ALLAH’IN İZNİ İLE BİR DAVETÇİ VE AYDINLATAN KANDİL
Hamd, sena ve övgülerin en güzeli, ezelde ve ebedde var olan, lutfuyla kainatı ve bizleri yaratıp var eden, sayısız nimetlerle yaşatan ve rahmetiyle doğru yolu gösteren Allah (cc.)’a mahsustur.
Salat ve selam da, alemlerin Rabbi tarafından sevilen, insanların ise tanıyıp, idrak edebilme nisbetînce sevebildikleri, efendimiz, önderimiz, rehberimiz Hz.
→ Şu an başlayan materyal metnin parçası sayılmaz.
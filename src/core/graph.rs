//! The derived curriculum graph
//!
//! [`CurriculumGraph::build`] runs the whole pipeline (normalize, resolve
//! edges, derive unlock state) and exposes the queries a renderer needs.

use crate::core::error::{CurriculumError, Result};
use crate::core::graph_builder::{apply_edge_flags, build_edges};
use crate::core::models::{Category, Course, Curriculum, Edge, Node, Reachability, Year, DAG};
use crate::core::normalizer::normalize;
use crate::core::store::CompletedSet;
use crate::core::{reachability, unlock};
use crate::debug;

/// A curriculum with resolved edges and unlock state
#[derive(Debug, Clone)]
pub struct CurriculumGraph {
    name: String,
    courses: Vec<Course>,
    years: Vec<Year>,
    edges: Vec<Edge>,
    dag: DAG,
}

impl CurriculumGraph {
    /// Build the graph of `curriculum` with progress from `completed`
    #[must_use]
    pub fn build(curriculum: &Curriculum, completed: &CompletedSet) -> Self {
        let normalized = normalize(curriculum, completed);
        let mut courses = normalized.courses;

        let edge_set = build_edges(&courses);
        apply_edge_flags(&mut courses, &edge_set);

        let dag = DAG::from_edges(courses.iter().map(|c| c.id.as_str()), &edge_set.edges);
        let enabled = unlock::derive_enabled(&courses, &dag);
        for (course, enabled) in courses.iter_mut().zip(enabled) {
            course.enabled = enabled;
        }

        debug!(
            "Built graph for '{}': {} courses, {} edges",
            curriculum.name,
            courses.len(),
            edge_set.edges.len()
        );

        Self {
            name: curriculum.name.clone(),
            courses,
            years: normalized.years,
            edges: edge_set.edges,
            dag,
        }
    }

    /// Curriculum name
    #[must_use]
    pub fn name(&self) -> &str {
        &self.name
    }

    /// Normalized courses, in year order
    #[must_use]
    pub fn courses(&self) -> &[Course] {
        &self.courses
    }

    /// Year nodes, in plan order
    #[must_use]
    pub fn years(&self) -> &[Year] {
        &self.years
    }

    /// Prerequisite edges
    #[must_use]
    pub fn edges(&self) -> &[Edge] {
        &self.edges
    }

    /// Adjacency view of the edges
    #[must_use]
    pub const fn dag(&self) -> &DAG {
        &self.dag
    }

    /// Look up a course by id
    #[must_use]
    pub fn course(&self, id: &str) -> Option<&Course> {
        self.courses.iter().find(|c| c.id == id)
    }

    /// Look up a course by id, falling back to its label
    ///
    /// # Errors
    /// Returns [`CurriculumError::UnknownCourse`] if neither matches.
    pub fn find_course(&self, id_or_label: &str) -> Result<&Course> {
        self.course(id_or_label)
            .or_else(|| self.courses.iter().find(|c| c.label == id_or_label))
            .ok_or_else(|| CurriculumError::UnknownCourse(id_or_label.to_string()))
    }

    /// Courses that require `id`, directly or transitively
    #[must_use]
    pub fn forward_reachable(&self, id: &str) -> Reachability {
        reachability::forward_reachable(&self.dag, id)
    }

    /// Transitive prerequisites of `id`
    #[must_use]
    pub fn backward_reachable(&self, id: &str) -> Reachability {
        reachability::backward_reachable(&self.dag, id)
    }

    /// Everything connected to `id`, including `id`
    #[must_use]
    pub fn full_path(&self, id: &str) -> Reachability {
        reachability::full_path(&self.dag, id)
    }

    /// Courses of the full path of `id`, in course order
    #[must_use]
    pub fn path_courses(&self, id: &str) -> Vec<&Course> {
        let path = self.full_path(id);
        self.courses.iter().filter(|c| path.contains(&c.id)).collect()
    }

    /// Courses of one year
    #[must_use]
    pub fn filter_by_year(&self, year: &str) -> Vec<&Course> {
        reachability::filter_by_year(&self.courses, year)
    }

    /// Courses of one category plus their prerequisites
    #[must_use]
    pub fn filter_by_category(&self, category: Category) -> Vec<&Course> {
        reachability::filter_by_category(&self.courses, &self.dag, category)
    }

    /// Number of courses connected to `id`
    #[must_use]
    pub fn correlativa_count(&self, id: &str) -> usize {
        reachability::correlativa_count(&self.dag, id)
    }

    /// Course ids by number of connected courses, most connected first
    #[must_use]
    pub fn ranking(&self) -> Vec<(String, usize)> {
        reachability::rank_by_correlativas(&self.courses, &self.dag)
    }

    /// Short description of how connected a course is
    ///
    /// # Errors
    /// Returns [`CurriculumError::UnknownCourse`] if `id` is not a course.
    pub fn correlativa_hint(&self, id: &str) -> Result<String> {
        let course = self.find_course(id)?;
        Ok(match self.correlativa_count(&course.id) {
            0 => format!("{} no tiene correlativas", course.label),
            1 => format!("{} tiene 1 correlativa", course.label),
            n => format!("{} tiene {n} correlativas", course.label),
        })
    }

    /// Year headers followed by every course, as render nodes
    #[must_use]
    pub fn nodes(&self) -> Vec<Node> {
        self.years
            .iter()
            .cloned()
            .map(Node::Year)
            .chain(self.courses.iter().cloned().map(Node::Course))
            .collect()
    }

    /// The header of one year followed by its courses
    ///
    /// # Errors
    /// Returns [`CurriculumError::UnknownYear`] if no year has that label.
    pub fn year_view(&self, year: &str) -> Result<Vec<Node>> {
        let header = self
            .years
            .iter()
            .find(|y| y.label == year)
            .ok_or_else(|| CurriculumError::UnknownYear(year.to_string()))?;
        Ok(std::iter::once(Node::Year(header.clone()))
            .chain(self.filter_by_year(year).into_iter().cloned().map(Node::Course))
            .collect())
    }

    /// Mark a course done or not done and refresh unlock state
    ///
    /// Returns the set of courses whose enabled flag was recomputed.
    ///
    /// # Errors
    /// Returns [`CurriculumError::UnknownCourse`] if `id` is not a course.
    pub fn set_done(&mut self, id: &str, done: bool) -> Result<Reachability> {
        let toggle = unlock::toggle_done(&self.courses, &self.dag, id, done)?;
        self.courses = toggle.courses;
        Ok(toggle.recomputed)
    }

    /// Ids of completed courses, in course order
    #[must_use]
    pub fn completed_ids(&self) -> Vec<String> {
        unlock::completed_ids(&self.courses)
    }
}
Muhammed Mustafa(sav)ya, a’line, ashabına ve onun yolunu izlemeye çalışan ümmetin üzerine olsun.
Geçen haftaki yazımız da şahitliğin üzerinde durmuştuk. İnşaallah bu hafta ki yazımız da Resulullah (sav)’in bir davetçi ve aydınlatan bir ışık olarak tanıyacağız.
“Seni (ey Muhammed!) bir şahid, bir müjdeci, bir uyarıcı, Allah’ın (dinine) kendi emriyle bir davetçi ve aydınlatan bir yıldız (ışık) olarak gönderdik.” (Ahzab/45,46)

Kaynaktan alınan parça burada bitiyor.